In the data below, find each line containing the string "sequential" and return it.
── ENTRIES PROVIDED
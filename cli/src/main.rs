//! pagealign CLI - OCR edition alignment and reading-order tool

use std::fs::{self, File};
use std::io::BufReader;
use std::path::{Path, PathBuf};

use clap::{Args, Parser, Subcommand, ValueEnum};
use colored::Colorize;
use indicatif::{ProgressBar, ProgressStyle};

use pagealign::render::{self, JsonFormat, TextOptions};
use pagealign::{
    AlignOptions, Aligner, DocumentAlignment, DocumentReader, LoadOptions, OrderOptions,
    PageSelection, ReadingOrderDetector, SpatialRule,
};

#[derive(Parser)]
#[command(name = "pagealign")]
#[command(version)]
#[command(about = "Align OCR editions line by line and reconstruct reading order", long_about = None)]
struct Cli {
    #[command(subcommand)]
    command: Commands,
}

#[derive(Subcommand)]
enum Commands {
    /// Align two OCR editions of the same document
    Align {
        /// Edition A (structured page JSON)
        #[arg(value_name = "A")]
        a: PathBuf,

        /// Edition B (structured page JSON)
        #[arg(value_name = "B")]
        b: PathBuf,

        /// Label for edition A
        #[arg(short = 'a', long, default_value = "A")]
        a_label: String,

        /// Label for edition B
        #[arg(short = 'b', long, default_value = "B")]
        b_label: String,

        /// Output file (stdout if not specified)
        #[arg(short, long, value_name = "FILE")]
        output: Option<PathBuf>,

        /// Line centers this far apart never match
        #[arg(long, env = "PAGEALIGN_MAX_DIST", default_value_t = pagealign::align::DEFAULT_MAX_DIST)]
        max_dist: f32,

        /// Skip split-line reconciliation
        #[arg(long)]
        no_splits: bool,

        #[command(flatten)]
        load: LoadArgs,

        /// Process pages one at a time
        #[arg(long)]
        sequential: bool,

        /// Output compact JSON
        #[arg(long)]
        compact: bool,
    },

    /// Print a human-readable report for an alignment file
    Report {
        /// Alignment JSON produced by `align`
        #[arg(value_name = "ALIGNMENT")]
        alignment: PathBuf,

        /// Output file (stdout if not specified)
        #[arg(short, long, value_name = "FILE")]
        output: Option<PathBuf>,

        #[command(flatten)]
        load: LoadArgs,
    },

    /// Compute per-page reading orders
    Order {
        /// Input page JSON
        #[arg(value_name = "FILE")]
        input: PathBuf,

        /// Output file (stdout if not specified)
        #[arg(short, long, value_name = "FILE")]
        output: Option<PathBuf>,

        #[command(flatten)]
        order: OrderArgs,

        /// Page range (e.g., "1-10", "1,3,5")
        #[arg(long)]
        pages: Option<String>,

        /// Output compact JSON
        #[arg(long)]
        compact: bool,
    },

    /// Extract page text in reconstructed reading order
    Text {
        /// Input page JSON
        #[arg(value_name = "FILE")]
        input: PathBuf,

        /// Output file (stdout if not specified)
        #[arg(short, long, value_name = "FILE")]
        output: Option<PathBuf>,

        #[command(flatten)]
        order: OrderArgs,

        /// Page range (e.g., "1-10", "1,3,5")
        #[arg(long)]
        pages: Option<String>,

        /// Prefix each block with its index and reading box
        #[arg(long)]
        markers: bool,
    },

    /// Show document statistics
    Info {
        /// Input page JSON
        #[arg(value_name = "FILE")]
        input: PathBuf,
    },

    /// Show version information
    Version,
}

#[derive(Args)]
struct LoadArgs {
    /// Exclude header/footer lines
    #[arg(long)]
    exclude_margins: bool,

    /// Top margin as a fraction of page height
    #[arg(long, default_value_t = 0.1)]
    margin_top: f32,

    /// Bottom margin as a fraction of page height
    #[arg(long, default_value_t = 0.1)]
    margin_bottom: f32,

    /// Page range (e.g., "1-10", "1,3,5")
    #[arg(long)]
    pages: Option<String>,
}

impl LoadArgs {
    fn to_options(&self) -> Result<LoadOptions, Box<dyn std::error::Error>> {
        Ok(LoadOptions::new()
            .with_margins(self.margin_top, self.margin_bottom)
            .with_margin_exclusion(self.exclude_margins)
            .with_pages(page_selection(self.pages.as_deref())?))
    }
}

#[derive(Args)]
struct OrderArgs {
    /// Spatial reasoning strategy
    #[arg(long, value_enum, env = "PAGEALIGN_STRATEGY", default_value = "column")]
    strategy: Strategy,

    /// Interval boundaries this close count as touching
    #[arg(long, env = "PAGEALIGN_TOLERANCE", default_value_t = pagealign::order::DEFAULT_TOLERANCE)]
    tolerance: f32,

    /// Do not fall back to extraction order for unordered pairs
    #[arg(long)]
    no_default_order: bool,
}

impl OrderArgs {
    fn to_options(&self) -> OrderOptions {
        OrderOptions::new()
            .with_rule(self.strategy.into())
            .with_tolerance(self.tolerance)
            .with_default_order(!self.no_default_order)
    }
}

#[derive(Copy, Clone, PartialEq, Eq, Debug, ValueEnum)]
enum Strategy {
    /// Whole columns, left to right
    Column,
    /// Whole rows, top to bottom
    Row,
    /// Either axis leading
    General,
}

impl From<Strategy> for SpatialRule {
    fn from(strategy: Strategy) -> Self {
        match strategy {
            Strategy::Column => SpatialRule::ColumnWise,
            Strategy::Row => SpatialRule::RowWise,
            Strategy::General => SpatialRule::General,
        }
    }
}

fn main() {
    env_logger::init();

    let cli = Cli::parse();

    let result = match cli.command {
        Commands::Align {
            a,
            b,
            a_label,
            b_label,
            output,
            max_dist,
            no_splits,
            load,
            sequential,
            compact,
        } => {
            let options = AlignOptions::new()
                .with_max_dist(max_dist)
                .with_split_reconciliation(!no_splits)
                .with_parallel(!sequential)
                .with_labels(a_label, b_label);
            cmd_align(&a, &b, output.as_deref(), &load, options, compact)
        }
        Commands::Report {
            alignment,
            output,
            load,
        } => cmd_report(&alignment, output.as_deref(), &load),
        Commands::Order {
            input,
            output,
            order,
            pages,
            compact,
        } => cmd_order(&input, output.as_deref(), &order, pages.as_deref(), compact),
        Commands::Text {
            input,
            output,
            order,
            pages,
            markers,
        } => cmd_text(&input, output.as_deref(), &order, pages.as_deref(), markers),
        Commands::Info { input } => cmd_info(&input),
        Commands::Version => {
            cmd_version();
            Ok(())
        }
    };

    if let Err(e) = result {
        eprintln!("{}: {}", "Error".red().bold(), e);
        std::process::exit(1);
    }
}

fn page_selection(pages: Option<&str>) -> Result<PageSelection, Box<dyn std::error::Error>> {
    Ok(match pages {
        Some(p) => PageSelection::parse(p)?,
        None => PageSelection::All,
    })
}

fn json_format(compact: bool) -> JsonFormat {
    if compact {
        JsonFormat::Compact
    } else {
        JsonFormat::Pretty
    }
}

fn write_output(output: Option<&Path>, content: &str) -> Result<(), Box<dyn std::error::Error>> {
    if let Some(path) = output {
        fs::write(path, content)?;
        println!("{} {}", "Saved to".green(), path.display());
    } else {
        println!("{}", content);
    }
    Ok(())
}

fn progress(steps: u64) -> Result<ProgressBar, Box<dyn std::error::Error>> {
    let pb = ProgressBar::new(steps);
    pb.set_style(
        ProgressStyle::default_bar()
            .template("{spinner:.green} [{bar:40.cyan/blue}] {msg}")?
            .progress_chars("#>-"),
    );
    Ok(pb)
}

fn cmd_align(
    a: &Path,
    b: &Path,
    output: Option<&Path>,
    load: &LoadArgs,
    options: AlignOptions,
    compact: bool,
) -> Result<(), Box<dyn std::error::Error>> {
    let reader = DocumentReader::with_options(load.to_options()?);
    let pb = progress(3)?;

    pb.set_message(format!("Loading {}...", a.display()));
    let a_doc = reader.read_path(a)?;
    pb.inc(1);

    pb.set_message(format!("Loading {}...", b.display()));
    let b_doc = reader.read_path(b)?;
    pb.inc(1);

    pb.set_message("Aligning...");
    let alignment = Aligner::with_options(options).align_documents(&a_doc, &b_doc);
    pb.inc(1);
    pb.finish_and_clear();

    log::info!(
        "{} page(s), {} matched pairing(s)",
        alignment.pages.len(),
        alignment.matched_count()
    );

    let json = render::to_json(&alignment, json_format(compact))?;
    write_output(output, &json)
}

fn cmd_report(
    alignment_path: &Path,
    output: Option<&Path>,
    load: &LoadArgs,
) -> Result<(), Box<dyn std::error::Error>> {
    let file = File::open(alignment_path)?;
    let alignment: DocumentAlignment = serde_json::from_reader(BufReader::new(file))?;

    let reader = DocumentReader::with_options(load.to_options()?);
    let a_doc = reader.read_path(&alignment.a_file)?;
    let b_doc = reader.read_path(&alignment.b_file)?;

    let (report, stats) = render::alignment_report_with_stats(&alignment, &a_doc, &b_doc)?;
    write_output(output, &report)?;

    eprintln!(
        "{} {} identical, {} differing, {} unmatched {}, {} unmatched {}",
        "Summary:".cyan().bold(),
        stats.identical,
        stats.differing,
        stats.unmatched_a,
        alignment.a_label,
        stats.unmatched_b,
        alignment.b_label
    );
    Ok(())
}

fn cmd_order(
    input: &Path,
    output: Option<&Path>,
    order: &OrderArgs,
    pages: Option<&str>,
    compact: bool,
) -> Result<(), Box<dyn std::error::Error>> {
    let load = LoadOptions::new().with_pages(page_selection(pages)?);
    let doc = DocumentReader::with_options(load).read_path(input)?;
    let orders = ReadingOrderDetector::with_options(order.to_options()).order_document(&doc);

    let json = render::to_json(&orders, json_format(compact))?;
    write_output(output, &json)
}

fn cmd_text(
    input: &Path,
    output: Option<&Path>,
    order: &OrderArgs,
    pages: Option<&str>,
    markers: bool,
) -> Result<(), Box<dyn std::error::Error>> {
    let load = LoadOptions::new().with_pages(page_selection(pages)?);
    let doc = DocumentReader::with_options(load).read_path(input)?;
    let orders = ReadingOrderDetector::with_options(order.to_options()).order_document(&doc);

    let options = TextOptions::new().with_block_markers(markers);
    let text = render::document_text_in_order(&doc, &orders, &options);
    write_output(output, &text)
}

fn cmd_info(input: &Path) -> Result<(), Box<dyn std::error::Error>> {
    let doc = DocumentReader::new().read_path(input)?;

    println!("{}", "Document Information".cyan().bold());
    println!("{}", "─".repeat(40).dimmed());

    println!("{}: {}", "File".bold(), input.display());
    println!("{}: {}", "Pages".bold(), doc.page_count());
    println!("{}: {}", "Blocks".bold(), doc.block_count());
    println!("{}: {}", "Lines".bold(), doc.line_count());

    let tagged = {
        let mut doc = doc.clone();
        let margins = LoadOptions::default().margins;
        doc.pages
            .iter_mut()
            .map(|p| p.tag_margins(&margins))
            .sum::<usize>()
    };
    println!("{}: {}", "Header/footer blocks".bold(), tagged);

    if !doc.is_empty() {
        println!();
        println!("{}", "Per Page".cyan().bold());
        println!("{}", "─".repeat(40).dimmed());
        for page in &doc.pages {
            println!(
                "  {} {:>4}: {} blocks, {} lines",
                "Page".dimmed(),
                page.number,
                page.block_count(),
                page.line_count()
            );
        }
    }

    Ok(())
}

fn cmd_version() {
    println!("{} {}", "pagealign".cyan().bold(), env!("CARGO_PKG_VERSION"));
    println!("OCR edition alignment and reading-order tool");
}

#[cfg(test)]
mod tests {
    use super::*;

    const PAGE: &str = r#"{"pages": [{
        "cropbox": [0, 0, 400, 400],
        "blocks": [
            {"bbox": [0, 0, 100, 20], "lines": [
                {"origin": [0, 16], "bbox": [0, 0, 100, 20], "text": "only line"}
            ]}
        ]
    }]}"#;

    #[test]
    fn test_cli_parses_align() {
        let cli = Cli::try_parse_from([
            "pagealign", "align", "a.json", "b.json", "--max-dist", "12", "--no-splits",
            "--pages", "1-3",
        ])
        .unwrap();
        match cli.command {
            Commands::Align {
                max_dist,
                no_splits,
                load,
                ..
            } => {
                assert_eq!(max_dist, 12.0);
                assert!(no_splits);
                assert_eq!(
                    load.to_options().unwrap().pages,
                    PageSelection::Range(1..=3)
                );
            }
            _ => panic!("expected align"),
        }
    }

    #[test]
    fn test_cli_parses_order_strategy() {
        let cli = Cli::try_parse_from(["pagealign", "order", "x.json", "--strategy", "row"]).unwrap();
        match cli.command {
            Commands::Order { order, .. } => {
                assert_eq!(order.to_options().rule, SpatialRule::RowWise);
            }
            _ => panic!("expected order"),
        }
    }

    #[test]
    fn test_align_then_report() {
        let dir = tempfile::tempdir().unwrap();
        let page = dir.path().join("page.json");
        fs::write(&page, PAGE).unwrap();
        let out = dir.path().join("alignment.json");

        let load = LoadArgs {
            exclude_margins: false,
            margin_top: 0.1,
            margin_bottom: 0.1,
            pages: None,
        };
        cmd_align(&page, &page, Some(&out), &load, AlignOptions::new(), true).unwrap();

        let saved = fs::read_to_string(&out).unwrap();
        assert!(saved.contains(r#"{"0":"0","null":[]}"#));

        let report = dir.path().join("report.txt");
        cmd_report(&out, Some(&report), &load).unwrap();
        assert!(fs::read_to_string(&report).unwrap().contains("  = 0"));
    }
}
────
- WORKED SOLUTION:
        sequential: bool,
            sequential,
                .with_parallel(!sequential)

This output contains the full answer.